На чем мы остановились? Ах да, на том, что отъезд был назначен на послезавтра. С одной стороны, времени было еще много, с другой… Не надо, не надо забивать себе голову всякой ерундой. Нужна была машина — раз, нужны были деньги — два. Первое имелось, второе — в изобилии. Все необходимое и забытое можно было купить по дороге. Мы не должны быть сухими и педантами, мы должны быть молодыми, легкими и беззаботными. Что-то вроде этого мог означать блеск глаз Феликса Маркса, и теперь показалось, что девочки поняли правильно все, иначе зачем бы они улыбались, сверкая слюнкой на квадратных зубах. (Мы еще не говорили, но обязательно поговорим об их физическом совершенстве: о приятно радующей глаз худобе, об острых углах коленок и локтей, о полупрозрачной коже, о привычке близоруко щуриться в момент умственного затруднения, о том-то, том-то и том-то… Но если бы были они двумя отвратительными карлицами, разве что-нибудь изменилось в отношении к ним Маркса?

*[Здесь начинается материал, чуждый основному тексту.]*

//! File logging for the binaries.
//!
//! The terminal belongs to the surface while an effect runs, so log records go
//! to a file: `$SYMBOLMOVE_LOG_FILE`, or `symbolmove.log` in the temp dir.
//! `RUST_LOG` filters as usual and defaults to `warn`.

use std::env;
use std::fs::OpenOptions;
use std::path::PathBuf;

use anyhow::{Context, Result};
use env_logger::{Env, Target};

pub const LOG_FILE_ENV: &str = "SYMBOLMOVE_LOG_FILE";

pub fn log_file_path() -> PathBuf {
    env::var_os(LOG_FILE_ENV)
        .map(PathBuf::from)
        .unwrap_or_else(|| env::temp_dir().join("symbolmove.log"))
}

/// Install the global logger. Returns the file being written.
pub fn init() -> Result<PathBuf> {
    let path = log_file_path();
    let file = OpenOptions::new()
        .create(true)
        .append(true)
        .open(&path)
        .with_context(|| format!("opening log file {}", path.display()))?;

    env_logger::Builder::from_env(Env::default().default_filter_or("warn"))
        .target(Target::Pipe(Box::new(file)))
        .format_timestamp_millis()
        .try_init()
        .context("installing the logger")?;
    Ok(path)
}
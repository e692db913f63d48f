//! A pulsing ASCII heart.

use std::f64::consts::TAU;

use crate::core::{Effect, EffectError, EffectMetadata, Simulation, SimulationEffect, Surface};
use crate::types::{palette, CellStyle};

const ID: &str = "heartbeat";

const HEART: [&str; 11] = [
    "    ██   ██    ",
    "  ██ ██ ██ ██  ",
    " ██   ███   ██ ",
    "██           ██",
    " ██         ██ ",
    "  ██       ██  ",
    "   ██     ██   ",
    "    ██   ██    ",
    "     ██ ██     ",
    "      ███      ",
    "       █       ",
];

#[derive(Debug, Clone, Copy, PartialEq)]
pub struct Config {
    pub bpm: u32,
    /// Peak deviation from the resting size (0.3 = ±30%).
    pub max_scale: f64,
    pub fps: u32,
}

impl Default for Config {
    fn default() -> Self {
        Self {
            bpm: 72,
            max_scale: 0.3,
            fps: 30,
        }
    }
}

pub struct Heartbeat {
    config: Config,
    width: u16,
    height: u16,
    time: f64,
}

impl Heartbeat {
    pub fn new(width: u16, height: u16, config: Config) -> Self {
        Self {
            config,
            width,
            height,
            time: 0.0,
        }
    }

    pub fn scale(&self) -> f64 {
        let phase = TAU * self.config.bpm as f64 / 60.0 * self.time;
        1.0 + self.config.max_scale * phase.sin()
    }
}

impl Simulation for Heartbeat {
    fn update(&mut self, dt: f64) {
        self.time += dt;
    }

    fn render(&self, surface: &mut dyn Surface) {
        let scale = self.scale();
        let color = if scale > 1.15 {
            palette::RED
        } else if scale > 1.05 {
            palette::LIGHT_CORAL
        } else {
            palette::DARK_RED
        };
        let style = CellStyle::fg(color).bold();

        let cx = self.width as i32 / 2;
        let cy = self.height as i32 / 2;
        let art_h = HEART.len() as f64;
        let art_w = HEART[0].chars().count() as f64;

        for (i, line) in HEART.iter().enumerate() {
            let y = cy + ((i as f64 - art_h / 2.0) * scale).floor() as i32;
            for (j, ch) in line.chars().enumerate() {
                if ch == ' ' {
                    continue;
                }
                let x = cx + ((j as f64 - art_w / 2.0) * scale).floor() as i32;
                surface.set_cell(x, y, ch, style);
            }
        }
    }

    fn resize(&mut self, width: u16, height: u16) {
        self.width = width;
        self.height = height;
    }
}

pub fn metadata() -> EffectMetadata {
    EffectMetadata::new(ID, "心跳动画", "Heartbeat")
        .description("跳动的爱心，随心率节奏缩放", "A beating heart pulsing to the heart rate")
        .long_description("ASCII爱心按每分钟72次的节奏放大缩小，越大颜色越鲜红。")
        .tags(&["爱心", "动画", "节奏"])
}

pub fn effect_with(config: Config) -> SimulationEffect<Heartbeat> {
    SimulationEffect::new(metadata(), config.fps, move |w, h| {
        if w == 0 || h == 0 {
            return Err(EffectError::surface_too_small(w, h, 1, 1));
        }
        Ok(Heartbeat::new(w, h, config))
    })
}

pub fn effect() -> Box<dyn Effect> {
    Box::new(effect_with(Config::default()))
}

Ответ радует своей однозначностью: конечно же, нет.)
Именно так и бывает: вслед за апатией, унынием и растерянностью приходит деятельная плодотворная пора. В голове воцарился порядок, Маркс теперь знал свои первоочередные и безотлагательные дела и те, с которыми можно было повременить. Знал он и то, чего делать было нельзя никогда. К первоочередным делам, кроме набивания чемоданов, относилось и срочное, срочнейшее, cito! посещение магазина ювелирных принадлежностей или как они там называются, чтобы у двух принцесс были все подобающие знаки отличия. Ну, короны — это несколько старомодно, да и вряд ли они могут здесь продаваться, но кольца, браслеты, ожерелья, диадемы, кулоны, цепочки, изумруды, бриллианты, сапфиры и жемчуга. Все это продавалось там; вспомнилось и месторасположение магазина, и его огромная витрина, всю сверкающую плоскость которой в ясные вечера облюбовывал пунцовый закат. Вспомнился бубенчик, звенящий всякий раз, когда открывалась дверь, и на этот звук, словно павловская собака, тотчас же появлялся и хозяин, который вместо вопроса всегда задирал высоко брови и потом их тщательно придерживал пальцами, будто они могли свалиться обратно.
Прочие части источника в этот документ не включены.